From the data below, set down exactly the lines between the one holding "cannot run with." and the one holding "let mut pools: Vec<PoolConfig>", inclusive, and no others.

### [Material for this exercise]
__________________________________________________

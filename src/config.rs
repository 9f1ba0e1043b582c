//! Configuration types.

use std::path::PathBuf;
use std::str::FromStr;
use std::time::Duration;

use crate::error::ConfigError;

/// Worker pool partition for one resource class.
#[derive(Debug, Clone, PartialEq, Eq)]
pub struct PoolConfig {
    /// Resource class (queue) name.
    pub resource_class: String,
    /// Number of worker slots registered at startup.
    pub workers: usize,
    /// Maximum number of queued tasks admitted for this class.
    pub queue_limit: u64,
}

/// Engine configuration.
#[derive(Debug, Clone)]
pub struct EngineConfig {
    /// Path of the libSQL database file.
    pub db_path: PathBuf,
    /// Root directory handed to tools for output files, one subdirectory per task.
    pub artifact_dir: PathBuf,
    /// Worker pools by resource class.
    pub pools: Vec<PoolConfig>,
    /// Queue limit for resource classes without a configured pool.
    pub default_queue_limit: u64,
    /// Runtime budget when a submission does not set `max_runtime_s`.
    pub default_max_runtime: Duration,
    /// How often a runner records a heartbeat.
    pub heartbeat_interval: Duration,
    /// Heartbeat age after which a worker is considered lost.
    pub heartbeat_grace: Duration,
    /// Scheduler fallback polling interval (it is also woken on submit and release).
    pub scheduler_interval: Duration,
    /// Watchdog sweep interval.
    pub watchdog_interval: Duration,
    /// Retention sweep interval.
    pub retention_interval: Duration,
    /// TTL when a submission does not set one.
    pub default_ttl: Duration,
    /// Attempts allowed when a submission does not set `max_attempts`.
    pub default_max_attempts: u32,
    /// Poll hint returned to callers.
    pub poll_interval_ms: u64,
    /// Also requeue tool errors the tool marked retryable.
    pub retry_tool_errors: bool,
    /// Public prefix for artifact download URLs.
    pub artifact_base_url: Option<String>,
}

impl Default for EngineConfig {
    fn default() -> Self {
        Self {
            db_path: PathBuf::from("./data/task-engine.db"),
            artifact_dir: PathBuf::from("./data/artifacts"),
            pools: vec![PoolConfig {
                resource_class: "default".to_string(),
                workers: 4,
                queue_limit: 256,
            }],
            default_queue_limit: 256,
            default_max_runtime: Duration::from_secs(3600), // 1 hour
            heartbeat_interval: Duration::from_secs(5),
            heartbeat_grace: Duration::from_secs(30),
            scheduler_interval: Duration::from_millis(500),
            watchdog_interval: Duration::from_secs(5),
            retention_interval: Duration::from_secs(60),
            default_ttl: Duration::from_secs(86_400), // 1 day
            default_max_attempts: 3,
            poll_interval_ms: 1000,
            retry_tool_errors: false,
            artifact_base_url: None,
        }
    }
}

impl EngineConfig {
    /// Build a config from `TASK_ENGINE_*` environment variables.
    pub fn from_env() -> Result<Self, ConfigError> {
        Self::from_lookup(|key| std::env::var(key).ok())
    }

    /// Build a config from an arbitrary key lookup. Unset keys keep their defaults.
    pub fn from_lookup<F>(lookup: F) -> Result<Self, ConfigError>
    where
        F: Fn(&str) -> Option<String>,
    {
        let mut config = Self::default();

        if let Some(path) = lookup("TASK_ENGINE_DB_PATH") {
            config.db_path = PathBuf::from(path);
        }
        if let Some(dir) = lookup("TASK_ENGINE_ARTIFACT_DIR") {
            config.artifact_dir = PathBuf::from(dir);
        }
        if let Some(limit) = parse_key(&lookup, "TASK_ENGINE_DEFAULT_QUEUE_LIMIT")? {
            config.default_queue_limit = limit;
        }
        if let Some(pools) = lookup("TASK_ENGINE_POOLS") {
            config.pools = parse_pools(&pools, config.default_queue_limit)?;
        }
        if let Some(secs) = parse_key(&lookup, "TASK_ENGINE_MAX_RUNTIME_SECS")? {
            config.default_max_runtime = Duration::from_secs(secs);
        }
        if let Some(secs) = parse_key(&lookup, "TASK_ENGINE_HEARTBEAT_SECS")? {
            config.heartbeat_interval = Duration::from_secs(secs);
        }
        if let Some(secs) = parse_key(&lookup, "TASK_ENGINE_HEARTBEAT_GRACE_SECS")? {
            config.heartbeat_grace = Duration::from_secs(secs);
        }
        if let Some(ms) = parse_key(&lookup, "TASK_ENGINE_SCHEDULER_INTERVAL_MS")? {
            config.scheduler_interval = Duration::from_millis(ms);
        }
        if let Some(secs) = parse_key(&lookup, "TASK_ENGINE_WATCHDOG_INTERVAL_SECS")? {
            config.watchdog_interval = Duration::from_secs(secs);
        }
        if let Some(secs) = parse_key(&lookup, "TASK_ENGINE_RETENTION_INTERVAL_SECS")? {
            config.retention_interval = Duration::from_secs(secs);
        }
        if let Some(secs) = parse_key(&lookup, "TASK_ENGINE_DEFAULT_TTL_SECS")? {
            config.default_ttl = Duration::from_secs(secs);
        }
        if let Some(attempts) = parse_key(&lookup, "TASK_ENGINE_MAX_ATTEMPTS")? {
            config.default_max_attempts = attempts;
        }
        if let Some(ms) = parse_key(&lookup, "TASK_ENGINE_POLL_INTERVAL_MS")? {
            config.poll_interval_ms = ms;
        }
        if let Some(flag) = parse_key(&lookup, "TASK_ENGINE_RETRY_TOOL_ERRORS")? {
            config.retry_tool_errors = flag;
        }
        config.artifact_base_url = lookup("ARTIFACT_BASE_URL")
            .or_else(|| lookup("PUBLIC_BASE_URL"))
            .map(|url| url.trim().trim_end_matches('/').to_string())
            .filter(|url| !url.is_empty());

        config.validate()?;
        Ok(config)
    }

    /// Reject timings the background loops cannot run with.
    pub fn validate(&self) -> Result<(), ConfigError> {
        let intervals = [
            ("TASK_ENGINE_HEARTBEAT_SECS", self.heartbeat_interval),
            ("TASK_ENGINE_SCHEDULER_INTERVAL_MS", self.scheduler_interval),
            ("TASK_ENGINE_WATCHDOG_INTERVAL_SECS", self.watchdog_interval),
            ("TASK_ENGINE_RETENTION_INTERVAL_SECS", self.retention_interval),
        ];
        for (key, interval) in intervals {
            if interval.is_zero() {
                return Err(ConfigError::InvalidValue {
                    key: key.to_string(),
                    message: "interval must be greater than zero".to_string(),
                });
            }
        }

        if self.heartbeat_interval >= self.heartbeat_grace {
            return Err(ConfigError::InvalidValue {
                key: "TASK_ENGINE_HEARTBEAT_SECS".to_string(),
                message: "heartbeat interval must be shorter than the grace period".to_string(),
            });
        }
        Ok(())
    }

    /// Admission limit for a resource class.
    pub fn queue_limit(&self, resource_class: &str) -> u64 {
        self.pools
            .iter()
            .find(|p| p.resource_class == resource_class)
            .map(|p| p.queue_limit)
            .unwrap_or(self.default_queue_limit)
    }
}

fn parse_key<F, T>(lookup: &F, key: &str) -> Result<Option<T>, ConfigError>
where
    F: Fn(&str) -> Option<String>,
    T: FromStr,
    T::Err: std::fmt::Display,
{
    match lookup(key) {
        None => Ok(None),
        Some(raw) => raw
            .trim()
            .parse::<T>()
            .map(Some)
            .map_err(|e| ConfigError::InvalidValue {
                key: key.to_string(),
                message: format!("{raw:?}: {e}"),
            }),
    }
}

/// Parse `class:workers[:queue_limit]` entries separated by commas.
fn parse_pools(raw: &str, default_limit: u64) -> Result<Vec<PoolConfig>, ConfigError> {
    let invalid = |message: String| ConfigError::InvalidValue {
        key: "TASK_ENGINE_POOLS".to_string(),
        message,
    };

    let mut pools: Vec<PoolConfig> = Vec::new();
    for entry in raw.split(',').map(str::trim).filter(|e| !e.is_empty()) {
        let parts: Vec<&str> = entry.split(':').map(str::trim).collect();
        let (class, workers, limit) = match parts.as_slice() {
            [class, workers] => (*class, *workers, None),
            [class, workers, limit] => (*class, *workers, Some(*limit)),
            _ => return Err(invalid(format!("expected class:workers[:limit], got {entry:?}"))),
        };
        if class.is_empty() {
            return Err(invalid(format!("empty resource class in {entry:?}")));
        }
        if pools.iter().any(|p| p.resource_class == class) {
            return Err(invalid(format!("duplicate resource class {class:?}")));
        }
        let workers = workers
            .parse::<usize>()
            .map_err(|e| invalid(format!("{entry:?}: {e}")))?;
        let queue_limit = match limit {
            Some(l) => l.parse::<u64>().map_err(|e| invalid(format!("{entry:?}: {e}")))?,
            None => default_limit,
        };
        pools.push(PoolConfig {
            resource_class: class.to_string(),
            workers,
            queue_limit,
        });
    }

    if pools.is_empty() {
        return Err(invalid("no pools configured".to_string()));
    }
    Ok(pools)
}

__________________________________________________

### [Your solution]
    /// Reject timings the background loops cannot run with.
    pub fn validate(&self) -> Result<(), ConfigError> {
        let intervals = [
            ("TASK_ENGINE_HEARTBEAT_SECS", self.heartbeat_interval),
            ("TASK_ENGINE_SCHEDULER_INTERVAL_MS", self.scheduler_interval),
            ("TASK_ENGINE_WATCHDOG_INTERVAL_SECS", self.watchdog_interval),
            ("TASK_ENGINE_RETENTION_INTERVAL_SECS", self.retention_interval),
        ];
        for (key, interval) in intervals {
            if interval.is_zero() {
                return Err(ConfigError::InvalidValue {
                    key: key.to_string(),
                    message: "interval must be greater than zero".to_string(),
                });
            }
        }

        if self.heartbeat_interval >= self.heartbeat_grace {
            return Err(ConfigError::InvalidValue {
                key: "TASK_ENGINE_HEARTBEAT_SECS".to_string(),
                message: "heartbeat interval must be shorter than the grace period".to_string(),
            });
        }
        Ok(())
    }

    /// Admission limit for a resource class.
    pub fn queue_limit(&self, resource_class: &str) -> u64 {
        self.pools
            .iter()
            .find(|p| p.resource_class == resource_class)
            .map(|p| p.queue_limit)
            .unwrap_or(self.default_queue_limit)
    }
}

fn parse_key<F, T>(lookup: &F, key: &str) -> Result<Option<T>, ConfigError>
where
    F: Fn(&str) -> Option<String>,
    T: FromStr,
    T::Err: std::fmt::Display,
{
    match lookup(key) {
        None => Ok(None),
        Some(raw) => raw
            .trim()
            .parse::<T>()
            .map(Some)
            .map_err(|e| ConfigError::InvalidValue {
                key: key.to_string(),
                message: format!("{raw:?}: {e}"),
            }),
    }
}

/// Parse `class:workers[:queue_limit]` entries separated by commas.
fn parse_pools(raw: &str, default_limit: u64) -> Result<Vec<PoolConfig>, ConfigError> {
    let invalid = |message: String| ConfigError::InvalidValue {
        key: "TASK_ENGINE_POOLS".to_string(),
        message,
    };

    let mut pools: Vec<PoolConfig> = Vec::new();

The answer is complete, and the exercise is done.